I think the most intimate thing I’ve ever seen, was an elderly couple at the hospital.  This gentleman was in the emergency waiting room with his wife.  She looked like she had been doing pretty poorly.  She was hooked up to an oxygen machine and in a wheelchair.  She looked so frail.  I was sitting across the room, so I couldn’t hear the conversation, but the elderly gentleman got up and before he walked off, she reached out her hand to him, it was like he sensed her behind him.  He turned around and went back to her and leaned down, presumably so he could hear her.  She reached up with one hand and pulled her oxygen mask off and the other hand she cupped his face.  I don’t know what she said, but they sat there like that for a number of seconds before he carefully kissed her on her brow and put her oxygen mask back over her nose/mouth and walked off.  In full view of anyone to see, they completely phased out everyone else around them and had their intimate moment.
Marriage.com said on
Intimacy literally means ‘closeness.’  Two people that come together to form a marital union, must have what’s called emotional intimacy in order for their marriage to be successful.
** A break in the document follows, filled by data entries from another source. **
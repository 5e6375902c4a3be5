//! Score accumulation for track scorers

use super::rules::RuleOutcome;
use crate::Grade;

/// Maximum suggestions reported by tracks that append fixed suggestions
pub const MAX_SUGGESTIONS: usize = 5;

/// Accumulated result of folding a track's rule outcomes
#[derive(Debug, Clone, Default, PartialEq, Eq)]
pub struct Tally {
    pub score: u8,
    pub issues: Vec<String>,
    pub suggestions: Vec<String>,
}

/// Calculator for track scores
pub struct ScoreCalculator;

impl ScoreCalculator {
    /// Fold rule outcomes in order over a base score.
    ///
    /// Points may push the running total past 100; only the final value is
    /// clamped. Issues and suggestions keep check order.
    pub fn fold<I>(base: u32, outcomes: I) -> Tally
    where
        I: IntoIterator<Item = RuleOutcome>,
    {
        let mut total = base;
        let mut issues = Vec::new();
        let mut suggestions = Vec::new();

        for outcome in outcomes {
            total = total.saturating_add(outcome.points);
            issues.extend(outcome.issues);
            suggestions.extend(outcome.suggestions);
        }

        Tally {
            score: Self::clamp(total),
            issues,
            suggestions,
        }
    }

    pub fn clamp(raw: u32) -> u8 {
        raw.min(100) as u8
    }

    /// Get a description of the grade
    pub fn grade_description(grade: Grade) -> &'static str {
        match grade {
            Grade::A => "Excellent - Page is well-structured and optimized",
            Grade::B => "Good - Page is solid but has room for improvement",
            Grade::C => "Fair - Page covers the basics but needs strengthening",
            Grade::D => "Poor - Page has significant quality issues",
            Grade::F => "Failing - Page needs major improvements",
        }
    }
}

/// How detection-driven and fixed suggestions are combined.
///
/// Detection-driven suggestions come first; fixed suggestions are appended
/// after them and are the first to be dropped when the cap is reached.
#[derive(Debug, Clone, Copy, PartialEq, Eq)]
pub struct SuggestionPolicy {
    pub max: usize,
}

impl SuggestionPolicy {
    pub const fn new(max: usize) -> Self {
        Self { max }
    }

    pub fn apply(&self, detected: Vec<String>, fixed: &[&str]) -> Vec<String> {
        detected
            .into_iter()
            .chain(fixed.iter().map(|s| s.to_string()))
            .take(self.max)
            .collect()
    }
}

impl Default for SuggestionPolicy {
    fn default() -> Self {
        Self::new(MAX_SUGGESTIONS)
    }
}

/// Join up to `limit` issues with `sep`, or return `fallback` when none
pub fn summarize(issues: &[String], sep: &str, limit: Option<usize>, fallback: &str) -> String {
    if issues.is_empty() {
        return fallback.to_string();
    }
    let take = limit.unwrap_or(issues.len());
    issues
        .iter()
        .take(take)
        .map(String::as_str)
        .collect::<Vec<_>>()
        .join(sep)
}

#[cfg(test)]
mod tests {
    use super::*;

    #[test]
    fn fold_accumulates_in_order() {
        let tally = ScoreCalculator::fold(
            50,
            vec![
                RuleOutcome::award(15).with_suggestion("first"),
                RuleOutcome::miss().with_issue("broken").with_suggestion("second"),
                RuleOutcome::award(10),
            ],
        );
        assert_eq!(tally.score, 75);
        assert_eq!(tally.issues, vec!["broken".to_string()]);
        assert_eq!(tally.suggestions, vec!["first".to_string(), "second".to_string()]);
    }

    #[test]
    fn fold_clamps_final_total() {
        let tally = ScoreCalculator::fold(
            60,
            vec![RuleOutcome::award(30), RuleOutcome::award(30)],
        );
        assert_eq!(tally.score, 100);
    }

    #[test]
    fn fold_with_no_outcomes_is_base() {
        let tally = ScoreCalculator::fold(50, Vec::new());
        assert_eq!(tally.score, 50);
        assert!(tally.issues.is_empty());
    }

    #[test]
    fn policy_drops_fixed_suggestions_first() {
        let policy = SuggestionPolicy::default();
        let detected: Vec<String> = (1..=4).map(|i| format!("d{}", i)).collect();
        let out = policy.apply(detected, &["f1", "f2", "f3"]);
        assert_eq!(out, vec!["d1", "d2", "d3", "d4", "f1"]);
    }

    #[test]
    fn policy_keeps_only_first_detected_on_overflow() {
        let policy = SuggestionPolicy::new(2);
        let detected = vec!["a".to_string(), "b".to_string(), "c".to_string()];
        assert_eq!(policy.apply(detected, &["f"]), vec!["a", "b"]);
    }

    #[test]
    fn policy_with_no_detected_uses_fixed() {
        let out = SuggestionPolicy::default().apply(Vec::new(), &["f1", "f2", "f3"]);
        assert_eq!(out, vec!["f1", "f2", "f3"]);
    }

    #[test]
    fn summarize_joins_or_falls_back() {
        let issues = vec!["a".to_string(), "b".to_string(), "c".to_string()];
        assert_eq!(summarize(&issues, ", ", None, "ok"), "a, b, c");
        assert_eq!(summarize(&issues, "; ", Some(2), "ok"), "a; b");
        assert_eq!(summarize(&[], ", ", None, "ok"), "ok");
    }

    #[test]
    fn grade_descriptions() {
        assert!(ScoreCalculator::grade_description(Grade::A).starts_with("Excellent"));
        assert!(ScoreCalculator::grade_description(Grade::F).starts_with("Failing"));
    }
}
//! Edge case tests: degenerate pages must not panic.

use pagelens::analyzer::AnalysisEngine;
use pagelens::fetch::FileSource;
use pagelens::{AnalysisRequest, AnalysisResult, DocumentUnavailable, TrackSelector};
use std::io::Write;
use tempfile::NamedTempFile;

fn analyze_bytes(bytes: &[u8]) -> Result<AnalysisResult, DocumentUnavailable> {
    let mut file = NamedTempFile::with_suffix(".html").unwrap();
    file.write_all(bytes).unwrap();
    file.flush().unwrap();
    let target = file.path().display().to_string();
    let request = AnalysisRequest::new(target, "", TrackSelector::All);
    AnalysisEngine::new().run(&request, &FileSource::new())
}

#[test]
fn empty_file_no_panic() {
    let result = analyze_bytes(b"").unwrap();
    assert_eq!(result.seo.score, 0);
    assert_eq!(result.eco.score, 100);
}

#[test]
fn plain_text_no_panic() {
    let result = analyze_bytes(b"hello world").unwrap();
    assert!(result.overall_score() <= 100);
}

#[test]
fn non_utf8_is_parse_failure() {
    let err = analyze_bytes(&[0x3c, 0x68, 0x31, 0x3e, 0xff, 0xfe, 0xfd]).unwrap_err();
    assert_eq!(err.kind(), "parse");
    assert!(err.to_string().starts_with("Failed to parse HTML:"));
}

#[test]
fn binary_with_invalid_utf8_is_parse_failure() {
    let err = analyze_bytes(b"\x89PNG\r\n\x1a\n\x00\x00\x80\xff").unwrap_err();
    assert!(matches!(err, DocumentUnavailable::ParseFailure { .. }));
}

#[test]
fn stray_nul_in_valid_page_still_scores() {
    let page = b"<!DOCTYPE html><html><head><title>A perfectly ordinary page title here ok</title></head>\
                 <body><h1>Hi</h1>\x00</body></html>";
    let result = analyze_bytes(page).unwrap();
    assert_eq!(result.compatibility.score, 85);
    match &result.seo.details {
        pagelens::TrackDetails::Seo(d) => assert!(d.has_h1),
        other => panic!("expected SEO details, got {:?}", other),
    }
}

#[test]
fn file_with_bom_parses() {
    let mut bytes = vec![0xEF, 0xBB, 0xBF];
    bytes.extend_from_slice(b"<!DOCTYPE html><html><head><title>BOM page</title></head></html>");
    let result = analyze_bytes(&bytes).unwrap();
    match &result.seo.details {
        pagelens::TrackDetails::Seo(d) => assert_eq!(d.title, "BOM page"),
        other => panic!("expected SEO details, got {:?}", other),
    }
}

#[test]
fn unclosed_tags_recovered() {
    let result = analyze_bytes(b"<html><body><h1>Unclosed<h2>Still going<div><img src=a.png").unwrap();
    match &result.ux.details {
        pagelens::TrackDetails::Ux(d) => {
            assert_eq!(d.headings.h1, 1);
            assert_eq!(d.headings.h2, 1);
        }
        other => panic!("expected UX details, got {:?}", other),
    }
}

#[test]
fn deeply_nested_markup_completes() {
    let depth = 2_000;
    let mut page = String::new();
    for _ in 0..depth {
        page.push_str("<div>");
    }
    page.push_str("<h1>deep</h1>");
    for _ in 0..depth {
        page.push_str("</div>");
    }
    let result = analyze_bytes(page.as_bytes()).unwrap();
    assert!(result.ux.is_populated());
}

#[test]
fn unicode_content_no_crash() {
    let page = "<html><head><title>Ünïcødé 页面 タイトル für alle Leser today</title></head>\
                <body><h1>héllo 🌍</h1><p>ñandú</p></body></html>";
    let result = analyze_bytes(page.as_bytes()).unwrap();
    assert_eq!(result.seo.score, 50);
}

#[test]
fn large_page_completes() {
    let mut page = String::from("<html><body>");
    for i in 0..5_000 {
        page.push_str(&format!("<p style=\"color:red\">Paragraph {} <img src=\"{}.png\"></p>", i, i));
    }
    page.push_str("</body></html>");
    let result = analyze_bytes(page.as_bytes()).unwrap();
    assert_eq!(result.eco.details.issues().len(), 1);
    assert!(result
        .compatibility
        .details
        .issues()
        .contains(&"High inline style usage (5000)".to_string()));
}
Emotional intimacy is a sense of closeness and bonding that can be spiritual and therapeutic.  It can also refer to emotional maturity, in which bonding is achieved through our ability to divulge our vulnerabilities, our deepest, most personal emotions, and to listen attentively to our partners.  Physical intimacy, in which we give one another affection, is equally important to us as humans.  Experts have discovered that there are certain pheromones, hormones, and endorphins that are released, when we engage in physical intimacy as well as emotional intimacy.  These endorphins flood the reward pathways of the brain, leading us to experience joy.  Joy is absolutely vital to any marriage that’s going to last.